-- Task data follows --

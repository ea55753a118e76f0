//! Run bookkeeping, failure handling and the periodic loop.

use std::sync::Arc;
use std::sync::atomic::Ordering;
use std::time::Duration;

use docket_watch::{MonitorSettings, StateStore};
use tokio_util::sync::CancellationToken;

use crate::helpers::{FlakyStore, Harness, fast_monitor_settings, observed};

#[tokio::test]
async fn every_finished_cycle_appends_a_run() {
    let h = Harness::new();
    h.scraper.push(vec![observed("100/2024", false)]);

    let first = h.cycle().await;
    let second = h.cycle().await;

    let runs = h.monitor.history(10).unwrap();
    assert_eq!(runs.len(), 2);
    assert_eq!(runs[0].id, second.id, "newest first");
    assert_eq!(runs[1].id, first.id);
    assert_ne!(first.id, second.id);

    let status = h.monitor.status();
    assert_eq!(status.total_checks, 2);
    assert_eq!(status.successful_checks, 2);
    assert!(status.last_check.is_some());
    assert!(status.next_check > status.last_check);
}

#[tokio::test]
async fn scrape_failure_fails_run_and_alerts() {
    let h = Harness::new();
    h.scraper.fail.store(true, Ordering::SeqCst);

    let run = h.cycle().await;

    assert!(!run.success);
    assert_eq!(run.records_observed, 0);
    assert!(run.errors.iter().any(|e| e.contains("inbox page did not render")));
    assert_eq!(h.monitor.status().failed_checks, 1);
    assert_eq!(h.notifier.alerts().len(), 1);
    assert_eq!(h.monitor.history(1).unwrap().len(), 1, "failed runs are recorded too");
}

#[tokio::test]
async fn scrape_failure_still_retries_pending_deliveries() {
    let h = Harness::new();
    h.notifier.fail.store(true, Ordering::SeqCst);
    h.scraper.push(vec![observed("200/2024", true)]);
    h.cycle().await;

    h.notifier.fail.store(false, Ordering::SeqCst);
    h.scraper.fail.store(true, Ordering::SeqCst);
    let run = h.cycle().await;

    assert!(!run.success);
    assert_eq!(run.notifications_delivered, 1);
    assert!(h.record("200/2024").notification_sent);
}

#[tokio::test]
async fn scrape_timeout_fails_run() {
    let h = Harness::with_settings(MonitorSettings {
        scrape_timeout: Duration::from_millis(50),
        ..fast_monitor_settings()
    });
    h.scraper.set_delay(Duration::from_millis(500));

    let run = h.cycle().await;

    assert!(!run.success);
    assert!(run.errors.iter().any(|e| e.contains("scrape timed out")));
    assert!(!h.monitor.is_verifying());
}

#[tokio::test]
async fn alerts_can_be_disabled() {
    let h = Harness::with_settings(MonitorSettings {
        alert_on_failure: false,
        ..fast_monitor_settings()
    });
    h.scraper.fail.store(true, Ordering::SeqCst);

    assert!(!h.cycle().await.success);
    assert!(h.notifier.alerts().is_empty());
}

#[tokio::test]
async fn status_report_follows_a_delivering_run() {
    let h = Harness::new();
    h.scraper.push(vec![observed("100/2024", true)]);

    h.cycle().await;
    assert_eq!(h.notifier.reports.load(Ordering::SeqCst), 1);

    h.cycle().await;
    assert_eq!(
        h.notifier.reports.load(Ordering::SeqCst),
        1,
        "quiet runs send no report"
    );
}

#[tokio::test]
async fn store_write_failure_is_fatal() {
    let store = Arc::new(FlakyStore::default());
    let h = Harness::build(fast_monitor_settings(), None, store.clone());
    store.fail_writes.store(true, Ordering::SeqCst);
    h.scraper.push(vec![observed("100/2024", true)]);

    let run = h.cycle().await;

    assert!(!run.success);
    assert!(run.errors.iter().any(|e| e.contains("persistence")));
    assert_eq!(h.monitor.status().failed_checks, 1);
    assert!(h.store.get_record("100/2024").unwrap().is_none());

    store.fail_writes.store(false, Ordering::SeqCst);
    let run = h.cycle().await;
    assert!(run.success);
    assert!(h.record("100/2024").notification_sent);
}

#[tokio::test]
async fn last_error_survives_a_later_success() {
    let h = Harness::new();
    h.scraper.fail.store(true, Ordering::SeqCst);
    h.cycle().await;
    h.scraper.fail.store(false, Ordering::SeqCst);
    h.cycle().await;

    let status = h.monitor.status();
    assert_eq!(status.successful_checks, 1);
    assert_eq!(status.failed_checks, 1);
    assert!(status.last_error.is_some());
}

#[tokio::test]
async fn loop_runs_on_start_and_stops_on_cancel() {
    let h = Harness::new();
    h.scraper.push(vec![observed("100/2024", true)]);
    let cancel = CancellationToken::new();

    let handle = h.monitor.start(cancel.clone());
    assert!(h.monitor.status().is_running);

    for _ in 0..100 {
        if h.monitor.status().total_checks >= 1 && !h.monitor.is_verifying() {
            break;
        }
        tokio::time::sleep(Duration::from_millis(10)).await;
    }

    cancel.cancel();
    handle.await.unwrap();
    h.monitor.shutdown().await;

    let status = h.monitor.status();
    assert!(!status.is_running);
    assert_eq!(status.total_checks, 1, "interval is an hour, one tick only");
    assert_eq!(h.notifier.sent(), vec!["100/2024".to_owned()]);
}

#[tokio::test]
async fn zero_interval_loop_still_runs() {
    let h = Harness::with_settings(MonitorSettings {
        check_interval: Duration::ZERO,
        ..fast_monitor_settings()
    });
    h.scraper.push(vec![observed("100/2024", false)]);
    let cancel = CancellationToken::new();

    let handle = h.monitor.start(cancel.clone());
    for _ in 0..100 {
        if h.monitor.status().total_checks >= 1 && !h.monitor.is_verifying() {
            break;
        }
        tokio::time::sleep(Duration::from_millis(10)).await;
    }

    cancel.cancel();
    handle.await.unwrap();
    h.monitor.shutdown().await;
    assert_eq!(h.monitor.status().total_checks, 1, "clamped period is not a busy loop");
}

#[tokio::test]
async fn shutdown_waits_for_in_flight_cycle() {
    let h = Harness::new();
    h.scraper.set_delay(Duration::from_millis(150));
    h.scraper.push(vec![observed("100/2024", true)]);

    let monitor = h.monitor.clone();
    let cycle = tokio::spawn(async move { monitor.run_cycle().await });
    tokio::time::sleep(Duration::from_millis(20)).await;
    assert!(h.monitor.is_verifying());

    h.monitor.shutdown().await;

    assert!(!h.monitor.is_verifying());
    let outcome = cycle.await.unwrap();
    assert!(outcome.run().is_some_and(|r| r.success));
    assert!(h.record("100/2024").notification_sent);
}

#[tokio::test]
async fn manual_trigger_during_loop_cycle_is_skipped() {
    let h = Harness::new();
    h.scraper.set_delay(Duration::from_millis(150));
    let cancel = CancellationToken::new();
    let handle = h.monitor.start(cancel.clone());

    for _ in 0..50 {
        if h.monitor.is_verifying() {
            break;
        }
        tokio::time::sleep(Duration::from_millis(5)).await;
    }
    assert!(h.monitor.run_cycle().await.is_skipped());

    cancel.cancel();
    handle.await.unwrap();
    h.monitor.shutdown().await;
    assert_eq!(h.monitor.status().total_checks, 1);
}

-- Task data concluded --

Goal of the exercise =>
Take the listing above from its first line through the line containing "async fn scrape_timeout_fails_run()", and transcribe that stretch exactly, with no other lines.

Output of the exercise =>
repository ea55753a118e76f0
//! Run bookkeeping, failure handling and the periodic loop.

use std::sync::Arc;
use std::sync::atomic::Ordering;
use std::time::Duration;

use docket_watch::{MonitorSettings, StateStore};
use tokio_util::sync::CancellationToken;

use crate::helpers::{FlakyStore, Harness, fast_monitor_settings, observed};

#[tokio::test]
async fn every_finished_cycle_appends_a_run() {
    let h = Harness::new();
    h.scraper.push(vec![observed("100/2024", false)]);

    let first = h.cycle().await;
    let second = h.cycle().await;

    let runs = h.monitor.history(10).unwrap();
    assert_eq!(runs.len(), 2);
    assert_eq!(runs[0].id, second.id, "newest first");
    assert_eq!(runs[1].id, first.id);
    assert_ne!(first.id, second.id);

    let status = h.monitor.status();
    assert_eq!(status.total_checks, 2);
    assert_eq!(status.successful_checks, 2);
    assert!(status.last_check.is_some());
    assert!(status.next_check > status.last_check);
}

#[tokio::test]
async fn scrape_failure_fails_run_and_alerts() {
    let h = Harness::new();
    h.scraper.fail.store(true, Ordering::SeqCst);

    let run = h.cycle().await;

    assert!(!run.success);
    assert_eq!(run.records_observed, 0);
    assert!(run.errors.iter().any(|e| e.contains("inbox page did not render")));
    assert_eq!(h.monitor.status().failed_checks, 1);
    assert_eq!(h.notifier.alerts().len(), 1);
    assert_eq!(h.monitor.history(1).unwrap().len(), 1, "failed runs are recorded too");
}

#[tokio::test]
async fn scrape_failure_still_retries_pending_deliveries() {
    let h = Harness::new();
    h.notifier.fail.store(true, Ordering::SeqCst);
    h.scraper.push(vec![observed("200/2024", true)]);
    h.cycle().await;

    h.notifier.fail.store(false, Ordering::SeqCst);
    h.scraper.fail.store(true, Ordering::SeqCst);
    let run = h.cycle().await;

    assert!(!run.success);
    assert_eq!(run.notifications_delivered, 1);
    assert!(h.record("200/2024").notification_sent);
}

#[tokio::test]
async fn scrape_timeout_fails_run() {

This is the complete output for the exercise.